▸ EXERCISE BRIEF
All of the entries must be duplicated exactly.

Stored data
►
//! Configuration file loader with multi-source merging

use super::file_config::FileConfig;
use figment::{
    Figment,
    providers::{Env, Format, Serialized, Toml},
};
use std::path::{Path, PathBuf};

const PROJECT_FILES: [&str; 2] = ["capital-ai.toml", ".capital-ai.toml"];
const ENV_PREFIX: &str = "CAPITAL_AI_";

/// Configuration loader that handles file discovery and merging
pub struct ConfigLoader;

impl ConfigLoader {
    /// Load configuration from all sources with proper priority
    ///
    /// Priority (highest to lowest):
    /// 1. Environment: `CAPITAL_AI_<SECTION>__<KEY>`
    /// 2. Explicit config path (if provided)
    /// 3. Project root: `./capital-ai.toml` or `./.capital-ai.toml`
    /// 4. Global: `$XDG_CONFIG_HOME/capital-ai/config.toml`
    /// 5. Default values
    pub fn load(config_path: Option<&Path>) -> Result<FileConfig, Box<figment::Error>> {
        Self::figment(config_path).extract().map_err(Box::new)
    }

    /// The merged provider chain, before extraction
    pub fn figment(config_path: Option<&Path>) -> Figment {
        let mut figment = Figment::new().merge(Serialized::defaults(FileConfig::default()));

        if let Some(global_path) = Self::global_config_path() {
            if global_path.exists() {
                figment = figment.merge(Toml::file(&global_path));
            }
        }

        if let Some(path) = Self::project_config_path() {
            figment = figment.merge(Toml::file(&path));
        }

        // Explicit path must exist; a typo should not silently fall back
        if let Some(path) = config_path {
            figment = figment.merge(Toml::file_exact(path));
        }

        figment.merge(Env::prefixed(ENV_PREFIX).split("__"))
    }

    /// Load only default configuration (for --no-config)
    pub fn load_defaults() -> FileConfig {
        FileConfig::default()
    }

    /// Get the global config file path
    ///
    /// Returns XDG_CONFIG_HOME/capital-ai/config.toml if set,
    /// otherwise falls back to ~/.config/capital-ai/config.toml
    pub fn global_config_path() -> Option<PathBuf> {
        dirs::config_dir().map(|d| d.join("capital-ai").join("config.toml"))
    }

    /// Get the project-level config file path (if it exists)
    pub fn project_config_path() -> Option<PathBuf> {
        PROJECT_FILES
            .iter()
            .map(PathBuf::from)
            .find(|path| path.exists())
    }

    /// Print the config file locations being used (for --show-config)
    pub fn print_config_sources(config_path: Option<&Path>) {
        println!("Configuration sources (in priority order):");

        println!("  [ENV  ] Environment: {}<SECTION>__<KEY>", ENV_PREFIX);

        if let Some(path) = config_path {
            let mark = if path.exists() { "FOUND" } else { "MISSING" };
            println!("  [{:<5}] Explicit: {}", mark, path.display());
        }

        if let Some(path) = Self::project_config_path() {
            println!("  [FOUND] Project: {}", path.display());
        } else {
            println!("  [     ] Project: ./capital-ai.toml or ./.capital-ai.toml");
        }

        if let Some(path) = Self::global_config_path() {
            if path.exists() {
                println!("  [FOUND] Global:  {}", path.display());
            } else {
                println!("  [     ] Global:  {}", path.display());
            }
        }

        println!("  [     ] Default: built-in defaults");
    }
}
◄
▸ RESPONSE AREA
//! Configuration file loader with multi-source merging

use super::file_config::FileConfig;
use figment::{
    Figment,
    providers::{Env, Format, Serialized, Toml},
};
use std::path::{Path, PathBuf};

const PROJECT_FILES: [&str; 2] = ["capital-ai.toml", ".capital-ai.toml"];
const ENV_PREFIX: &str = "CAPITAL_AI_";

/// Configuration loader that handles file discovery and merging
pub struct ConfigLoader;

impl ConfigLoader {
    /// Load configuration from all sources with proper priority
    ///
    /// Priority (highest to lowest):
    /// 1. Environment: `CAPITAL_AI_<SECTION>__<KEY>`
    /// 2. Explicit config path (if provided)
    /// 3. Project root: `./capital-ai.toml` or `./.capital-ai.toml`
    /// 4. Global: `$XDG_CONFIG_HOME/capital-ai/config.toml`
    /// 5. Default values
    pub fn load(config_path: Option<&Path>) -> Result<FileConfig, Box<figment::Error>> {
        Self::figment(config_path).extract().map_err(Box::new)
    }

    /// The merged provider chain, before extraction
    pub fn figment(config_path: Option<&Path>) -> Figment {
        let mut figment = Figment::new().merge(Serialized::defaults(FileConfig::default()));

        if let Some(global_path) = Self::global_config_path() {
            if global_path.exists() {
                figment = figment.merge(Toml::file(&global_path));
            }
        }

        if let Some(path) = Self::project_config_path() {
            figment = figment.merge(Toml::file(&path));
        }

        // Explicit path must exist; a typo should not silently fall back
        if let Some(path) = config_path {
            figment = figment.merge(Toml::file_exact(path));
        }

        figment.merge(Env::prefixed(ENV_PREFIX).split("__"))
    }

    /// Load only default configuration (for --no-config)
    pub fn load_defaults() -> FileConfig {
        FileConfig::default()
    }

    /// Get the global config file path
    ///
    /// Returns XDG_CONFIG_HOME/capital-ai/config.toml if set,
    /// otherwise falls back to ~/.config/capital-ai/config.toml
    pub fn global_config_path() -> Option<PathBuf> {
        dirs::config_dir().map(|d| d.join("capital-ai").join("config.toml"))
    }

    /// Get the project-level config file path (if it exists)
    pub fn project_config_path() -> Option<PathBuf> {
        PROJECT_FILES
            .iter()
            .map(PathBuf::from)
            .find(|path| path.exists())
    }

    /// Print the config file locations being used (for --show-config)
    pub fn print_config_sources(config_path: Option<&Path>) {
        println!("Configuration sources (in priority order):");

        println!("  [ENV  ] Environment: {}<SECTION>__<KEY>", ENV_PREFIX);

        if let Some(path) = config_path {
            let mark = if path.exists() { "FOUND" } else { "MISSING" };
            println!("  [{:<5}] Explicit: {}", mark, path.display());
        }

        if let Some(path) = Self::project_config_path() {
            println!("  [FOUND] Project: {}", path.display());
        } else {
            println!("  [     ] Project: ./capital-ai.toml or ./.capital-ai.toml");
        }

        if let Some(path) = Self::global_config_path() {
            if path.exists() {
                println!("  [FOUND] Global:  {}", path.display());
            } else {
                println!("  [     ] Global:  {}", path.display());
            }
        }

        println!("  [     ] Default: built-in defaults");
    }
}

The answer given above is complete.